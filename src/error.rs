//! Error types for the Tonal catalogue client.
//!
//! Only caller-side preconditions surface as hard errors: calling a
//! user-scoped endpoint without a usable token, or a refresh attempt the
//! token endpoint rejects. Everything the server or network does to an
//! ordinary catalogue request is reported as data inside
//! [`Envelope`](crate::types::Envelope) so callers can branch uniformly.

use thiserror::Error;

/// Errors raised by the client façade and the token model.
#[derive(Debug, Error)]
pub enum ApiError {
    /// A user-scoped call was made with no usable token: either no token is
    /// set, or the stored token is expired and carries no refresh token.
    /// No network request has been made when this is returned.
    #[error("authentication required: {0}")]
    AuthenticationRequired(&'static str),

    /// The token endpoint rejected a refresh attempt, or the refresh request
    /// never reached it. The stored token is left in place (still expired)
    /// so the caller can retry or force a re-login.
    #[error("token refresh failed: {}", .status.map_or_else(|| "transport error".to_string(), |s| format!("status {s}")))]
    TokenRefreshFailed {
        /// HTTP status of the rejection, `None` for transport failures.
        status: Option<u16>,
    },

    /// The token endpoint rejected an authorization-code exchange, or the
    /// exchange request never reached it.
    #[error("code exchange failed: {}", .status.map_or_else(|| "transport error".to_string(), |s| format!("status {s}")))]
    CodeExchangeFailed {
        /// HTTP status of the rejection, `None` for transport failures.
        status: Option<u16>,
    },

    /// A persisted or wire token form could not be decoded.
    #[error("invalid token data: {0}")]
    InvalidToken(String),
}

/// Convenience alias for `Result<T, ApiError>`.
pub type Result<T> = std::result::Result<T, ApiError>;
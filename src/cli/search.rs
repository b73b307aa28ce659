use tabled::Table;

use crate::{
    cli, error, info,
    types::{Artist, ArtistTableRow, Envelope},
    warning,
};

pub async fn search(query: String, limit: u32) {
    let client = cli::client_with_cached_token().await;

    let pb = cli::spinner("Searching catalogue...");
    let result = client.search_artists(&query, limit).await;
    pb.finish_and_clear();

    match result {
        Ok(envelope) => print_artists(envelope, &format!("No artists matched '{}'.", query)),
        Err(e) => error!("Search failed: {}", e),
    }
}

pub async fn similar(artist_id: String, limit: u32) {
    let client = cli::client_with_cached_token().await;

    let pb = cli::spinner("Fetching similar artists...");
    let result = client.similar_artists(&artist_id, limit).await;
    pb.finish_and_clear();

    match result {
        Ok(envelope) => print_artists(envelope, "No similar artists found."),
        Err(e) => error!("Similar-artist lookup failed: {}", e),
    }
}

fn print_artists(envelope: Envelope<Vec<Artist>>, empty_message: &str) {
    match envelope.result {
        Some(artists) if !artists.is_empty() => {
            let table_rows: Vec<ArtistTableRow> = artists
                .into_iter()
                .map(|a| ArtistTableRow {
                    name: a.name,
                    genres: a
                        .genres
                        .iter()
                        .take(3)
                        .cloned()
                        .collect::<Vec<_>>()
                        .join(","),
                })
                .collect();

            let table = Table::new(table_rows);
            println!("{}", table);
        }
        Some(_) => info!("{}", empty_message),
        None => warning!("Request failed. {}", cli::failure_summary(&envelope)),
    }
}
//! Configuration management for the Tonal catalogue client.
//!
//! This module handles loading and accessing configuration values from
//! environment variables and `.env` files, and assembles the SDK's
//! [`ClientConfig`] from them. The configuration system follows a
//! hierarchical approach:
//! 1. Environment variables (highest priority)
//! 2. `.env` file in the local data directory

use dotenv;
use std::{env, path::PathBuf};

use crate::tonal::{client::ClientConfig, headers::Credentials};

/// Loads environment variables from a `.env` file in the local data
/// directory.
///
/// Creates the directory structure if needed and loads the file from the
/// platform-specific local data directory under `tonalcli/.env`:
/// - Linux: `~/.local/share/tonalcli/.env`
/// - macOS: `~/Library/Application Support/tonalcli/.env`
/// - Windows: `%LOCALAPPDATA%/tonalcli/.env`
pub async fn load_env() -> Result<(), String> {
    let mut path = dirs::data_local_dir().unwrap_or_else(|| PathBuf::from("."));
    path.push("tonalcli/.env");
    if let Some(parent) = path.parent() {
        async_fs::create_dir_all(parent)
            .await
            .map_err(|e| e.to_string())?;
    }

    // Absent file is fine; the variables may be set in the environment.
    if path.is_file() {
        dotenv::from_path(path).map_err(|e| e.to_string())?;
    }
    Ok(())
}

/// Returns the server address for the local OAuth callback server.
///
/// # Panics
///
/// Panics if the `SERVER_ADDRESS` environment variable is not set.
pub fn server_addr() -> String {
    env::var("SERVER_ADDRESS").expect("SERVER_ADDRESS must be set")
}

/// Returns the Tonal application id issued at API registration.
///
/// # Panics
///
/// Panics if the `TONAL_API_APP_ID` environment variable is not set.
pub fn tonal_app_id() -> String {
    env::var("TONAL_API_APP_ID").expect("TONAL_API_APP_ID must be set")
}

/// Returns the Tonal application secret.
///
/// Used both for signing anonymous requests and as the OAuth client secret
/// in token-endpoint calls. Keep it out of logs and version control.
///
/// # Panics
///
/// Panics if the `TONAL_API_APP_SECRET` environment variable is not set.
pub fn tonal_app_secret() -> String {
    env::var("TONAL_API_APP_SECRET").expect("TONAL_API_APP_SECRET must be set")
}

/// Returns the OAuth redirect URI registered for this application.
///
/// # Panics
///
/// Panics if the `TONAL_API_REDIRECT_URI` environment variable is not set.
pub fn tonal_redirect_uri() -> String {
    env::var("TONAL_API_REDIRECT_URI").expect("TONAL_API_REDIRECT_URI must be set")
}

/// Returns the OAuth scope requested during authorization.
///
/// # Panics
///
/// Panics if the `TONAL_API_AUTH_SCOPE` environment variable is not set.
pub fn tonal_scope() -> String {
    env::var("TONAL_API_AUTH_SCOPE").expect("TONAL_API_AUTH_SCOPE must be set")
}

/// Returns the Tonal OAuth authorization URL (the user-consent page).
///
/// # Panics
///
/// Panics if the `TONAL_API_AUTH_URL` environment variable is not set.
pub fn tonal_auth_url() -> String {
    env::var("TONAL_API_AUTH_URL").expect("TONAL_API_AUTH_URL must be set")
}

/// Returns the Tonal catalogue API base URL.
///
/// # Panics
///
/// Panics if the `TONAL_API_URL` environment variable is not set.
pub fn tonal_api_url() -> String {
    env::var("TONAL_API_URL").expect("TONAL_API_URL must be set")
}

/// Returns the Tonal OAuth token endpoint URL.
///
/// # Panics
///
/// Panics if the `TONAL_API_TOKEN_URL` environment variable is not set.
pub fn tonal_token_url() -> String {
    env::var("TONAL_API_TOKEN_URL").expect("TONAL_API_TOKEN_URL must be set")
}

/// Assembles the SDK configuration from the environment.
///
/// # Panics
///
/// Panics if any of the required `TONAL_API_*` variables is not set.
pub fn client_config() -> ClientConfig {
    ClientConfig {
        api_url: tonal_api_url(),
        auth_url: tonal_auth_url(),
        token_url: tonal_token_url(),
        redirect_uri: tonal_redirect_uri(),
        scope: tonal_scope(),
        credentials: Credentials {
            app_id: tonal_app_id(),
            app_secret: tonal_app_secret(),
        },
    }
}
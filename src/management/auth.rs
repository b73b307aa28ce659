use std::path::{Path, PathBuf};

use thiserror::Error;

use crate::{error::ApiError, types::UserToken};

#[derive(Debug, Error)]
pub enum CacheError {
    #[error("I/O error: {0}")]
    Io(#[from] std::io::Error),

    #[error("stored token is unreadable: {0}")]
    Token(#[from] ApiError),
}

/// Persists a user token between sessions as one compact line in the local
/// data directory.
///
/// This is a storage collaborator only: the token held by the client stays
/// the single source of truth during a session, and this cache is written
/// after lifecycle changes (login, refresh) and deleted on logout.
pub struct TokenCache {
    path: PathBuf,
    token: UserToken,
}

impl TokenCache {
    pub fn new(token: UserToken) -> Self {
        Self {
            path: Self::token_path(),
            token,
        }
    }

    /// Cache backed by an explicit file, for tests and custom hosts.
    pub fn with_path(path: PathBuf, token: UserToken) -> Self {
        Self { path, token }
    }

    pub async fn load() -> Result<Self, CacheError> {
        Self::load_from(&Self::token_path()).await
    }

    pub async fn load_from(path: &Path) -> Result<Self, CacheError> {
        let content = async_fs::read_to_string(path).await?;
        let token = UserToken::from_compact(content.trim())?;
        Ok(Self {
            path: path.to_path_buf(),
            token,
        })
    }

    pub async fn persist(&self) -> Result<(), CacheError> {
        if let Some(parent) = self.path.parent() {
            async_fs::create_dir_all(parent).await?;
        }
        async_fs::write(&self.path, self.token.to_compact()).await?;
        Ok(())
    }

    /// Delete the cached token file; missing files count as cleared.
    pub async fn clear() -> Result<(), CacheError> {
        match async_fs::remove_file(Self::token_path()).await {
            Ok(()) => Ok(()),
            Err(e) if e.kind() == std::io::ErrorKind::NotFound => Ok(()),
            Err(e) => Err(CacheError::Io(e)),
        }
    }

    pub fn token(&self) -> &UserToken {
        &self.token
    }

    pub fn into_token(self) -> UserToken {
        self.token
    }

    fn token_path() -> PathBuf {
        let mut path = dirs::data_local_dir().unwrap_or_else(|| PathBuf::from("."));
        path.push("tonalcli/cache/token");
        path
    }
}
//! Payload parsing strategies.
//!
//! Catalogue endpoints return one of three JSON shapes: a bare array, an
//! object with the item array under a named field, or a single item as the
//! whole document. Each endpoint picks its [`Payload`] variant statically;
//! nothing is inferred from the response.

use serde_json::Value;

/// The JSON shape an endpoint's response body takes.
#[derive(Debug, Clone, Copy, PartialEq, Eq)]
pub enum Payload {
    /// The document root is a bare array of items.
    Array,
    /// The root is an object holding the item array under this field name.
    NamedList(&'static str),
    /// The whole document is one item, wrapped into a 0/1-element list.
    SingleItem,
}

impl Payload {
    /// Parse `raw` into a list of converted items, preserving document order.
    ///
    /// `convert` maps one JSON node to a domain value and returns `None` to
    /// skip a malformed element; a single bad item never fails the list.
    /// A missing named field, or a root that is not the expected shape,
    /// yields an empty list; many endpoints simply omit empty collections.
    /// Only unparseable JSON text is an error.
    pub fn parse<T>(
        &self,
        raw: &str,
        convert: impl Fn(&Value) -> Option<T>,
    ) -> Result<Vec<T>, serde_json::Error> {
        let root: Value = serde_json::from_str(raw)?;

        Ok(match self {
            Payload::Array => collect(root.as_array(), &convert),
            Payload::NamedList(name) => {
                collect(root.get(*name).and_then(Value::as_array), &convert)
            }
            Payload::SingleItem => convert(&root).into_iter().collect(),
        })
    }
}

fn collect<T>(items: Option<&Vec<Value>>, convert: &impl Fn(&Value) -> Option<T>) -> Vec<T> {
    items
        .map(|list| list.iter().filter_map(convert).collect())
        .unwrap_or_default()
}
-------------------------
After reading the records above, give the number of lines that include "root", and add nothing else.

#### TASK RESULT
7